BEGIN Available data

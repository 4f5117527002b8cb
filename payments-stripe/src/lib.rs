//! # Payments Stripe
//!
//! Stripe implementation of the `PaymentProcessor` port: intents, direct
//! charges with on-the-fly customer association, cancellation, and
//! verification of signed webhook deliveries.
//!
//! # Example
//! ```no_run
//! use payments_stripe::{StripeConfig, StripeProcessor};
//!
//! let config = StripeConfig::new("sk_test_...", "whsec_...");
//! let stripe = StripeProcessor::new(config).unwrap();
//! ```

mod processor;
pub mod signature;
mod wire;

pub use processor::{StripeConfig, StripeProcessor};

/// Identifier the adapter registers under.
pub const PROVIDER: &str = "stripe";
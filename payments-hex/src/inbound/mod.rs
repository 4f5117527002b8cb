//! HTTP Inbound Adapter
//!
//! Axum-based HTTP server that drives the application layer.

mod handlers;
mod rate_limit;
mod server;

pub use handlers::ApiError;
pub use rate_limit::RateLimiterState;
pub use server::HttpServer;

END Available data

▸ Brief
Your answer should be exactly the lines of the material above, starting at the one that holds "filename payments-hex/src/inbound/mod.rs" and ending with the last.

▸ Solution for this problem
filename payments-hex/src/inbound/mod.rs
repository 4f5117527002b8cb
//! HTTP Inbound Adapter
//!
//! Axum-based HTTP server that drives the application layer.

mod handlers;
mod rate_limit;
mod server;

pub use handlers::ApiError;
pub use rate_limit::RateLimiterState;
pub use server::HttpServer;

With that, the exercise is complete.